use sea_orm::entity::prelude::*;

/// Sea-ORM Entity for the technologies table
#[derive(Clone, Debug, PartialEq, DeriveEntityModel)]
#[sea_orm(table_name = "technologies")]
pub struct Model {
    #[sea_orm(primary_key)]
    pub id: i32,
    #[sea_orm(unique)]
    pub name: String,
}

#[derive(Copy, Clone, Debug, EnumIter, DeriveRelation)]
pub enum Relation {}

impl Related<super::project::Entity> for Entity {
    fn to() -> RelationDef {
        super::project_technology::Relation::Project.def()
    }

    fn via() -> Option<RelationDef> {
        Some(super::project_technology::Relation::Technology.def().rev())
    }
}

impl ActiveModelBehavior for ActiveModel {}

impl From<Model> for crate::models::Technology {
    fn from(model: Model) -> Self {
        Self {
            id: model.id,
            name: model.name,
        }
    }
}
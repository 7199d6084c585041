use sea_orm::entity::prelude::*;

/// Join table between projects and tags
#[derive(Clone, Debug, PartialEq, DeriveEntityModel)]
#[sea_orm(table_name = "project_tags")]
pub struct Model {
    #[sea_orm(primary_key, auto_increment = false)]
    pub project_id: i32,
    #[sea_orm(primary_key, auto_increment = false)]
    pub tag_id: i32,
}

#[derive(Copy, Clone, Debug, EnumIter, DeriveRelation)]
pub enum Relation {
    #[sea_orm(
        belongs_to = "super::project::Entity",
        from = "Column::ProjectId",
        to = "super::project::Column::Id"
    )]
    Project,
    #[sea_orm(
        belongs_to = "super::tag::Entity",
        from = "Column::TagId",
        to = "super::tag::Column::Id"
    )]
    Tag,
}

impl Related<super::tag::Entity> for Entity {
    fn to() -> RelationDef {
        Relation::Tag.def()
    }
}

impl Related<super::project::Entity> for Entity {
    fn to() -> RelationDef {
        Relation::Project.def()
    }
}

impl ActiveModelBehavior for ActiveModel {}
use sea_orm::entity::prelude::*;
use sea_orm::ActiveValue::{NotSet, Set};
use serde::{Deserialize, Serialize};

/// Sea-ORM Entity for the users table
#[derive(Clone, Debug, PartialEq, DeriveEntityModel, Serialize, Deserialize)]
#[sea_orm(table_name = "users")]
pub struct Model {
    #[sea_orm(primary_key)]
    pub id: i32,
    #[sea_orm(unique)]
    pub username: String,
    #[sea_orm(unique)]
    pub email: String,
    pub image: Option<String>,
    pub created_at: DateTimeWithTimeZone,
    pub updated_at: DateTimeWithTimeZone,
}

#[derive(Copy, Clone, Debug, EnumIter, DeriveRelation)]
pub enum Relation {}

impl ActiveModelBehavior for ActiveModel {}

impl From<Model> for crate::models::User {
    fn from(model: Model) -> Self {
        Self {
            id: model.id,
            username: model.username,
            email: model.email,
            image: model.image,
            created_at: model.created_at.into(),
            updated_at: model.updated_at.into(),
        }
    }
}

impl From<crate::models::CreateUser> for ActiveModel {
    fn from(input: crate::models::CreateUser) -> Self {
        let now = chrono::Utc::now();
        ActiveModel {
            id: NotSet,
            username: Set(input.username),
            email: Set(input.email),
            image: Set(input.image),
            created_at: Set(now.into()),
            updated_at: Set(now.into()),
        }
    }
}
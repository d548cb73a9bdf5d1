pub mod cycles;
pub mod order;

pub use cycles::detect_cycles;
pub use order::{operation_digraph, strongly_connected, topological_order};
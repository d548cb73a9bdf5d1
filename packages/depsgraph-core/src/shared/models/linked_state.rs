//! Linked state and evaluation mode

use serde::{Deserialize, Serialize};

/// How an entity was reached during a build
///
/// Ordered: `Indirectly < ViaSet < Directly`. Updates combine with `max`,
/// so a node never goes back to a weaker state within one graph.
#[derive(Debug, Clone, Copy, PartialEq, Eq, Hash, PartialOrd, Ord, Serialize, Deserialize)]
#[serde(rename_all = "snake_case")]
pub enum LinkedState {
    /// Only pulled in as a dependency of another entity
    Indirectly,
    /// Reached through a background set scene
    ViaSet,
    /// Build root, or a base of the active view layer
    Directly,
}

impl LinkedState {
    /// Combine with another observation, never downgrading
    #[inline]
    pub fn upgrade(self, other: LinkedState) -> LinkedState {
        self.max(other)
    }
}

impl Default for LinkedState {
    fn default() -> Self {
        Self::Indirectly
    }
}

/// Which visibility flags the build honours
#[derive(Debug, Clone, Copy, PartialEq, Eq, Hash, Serialize, Deserialize)]
#[serde(rename_all = "lowercase")]
pub enum EvaluationMode {
    Viewport,
    Render,
}

impl EvaluationMode {
    pub fn as_str(&self) -> &'static str {
        match self {
            Self::Viewport => "viewport",
            Self::Render => "render",
        }
    }
}

impl Default for EvaluationMode {
    fn default() -> Self {
        Self::Viewport
    }
}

◆ ◆ ◆

_What is required_: Reproduce, with no other lines, the one containing "active view layer" and all lines after it through the end of the data above.

_Solution_:
    /// Build root, or a base of the active view layer
    Directly,
}

impl LinkedState {
    /// Combine with another observation, never downgrading
    #[inline]
    pub fn upgrade(self, other: LinkedState) -> LinkedState {
        self.max(other)
    }
}

impl Default for LinkedState {
    fn default() -> Self {
        Self::Indirectly
    }
}

/// Which visibility flags the build honours
#[derive(Debug, Clone, Copy, PartialEq, Eq, Hash, Serialize, Deserialize)]
#[serde(rename_all = "lowercase")]
pub enum EvaluationMode {
    Viewport,
    Render,
}

impl EvaluationMode {
    pub fn as_str(&self) -> &'static str {
        match self {
            Self::Viewport => "viewport",
            Self::Render => "render",
        }
    }
}

impl Default for EvaluationMode {
    fn default() -> Self {
        Self::Viewport
    }
}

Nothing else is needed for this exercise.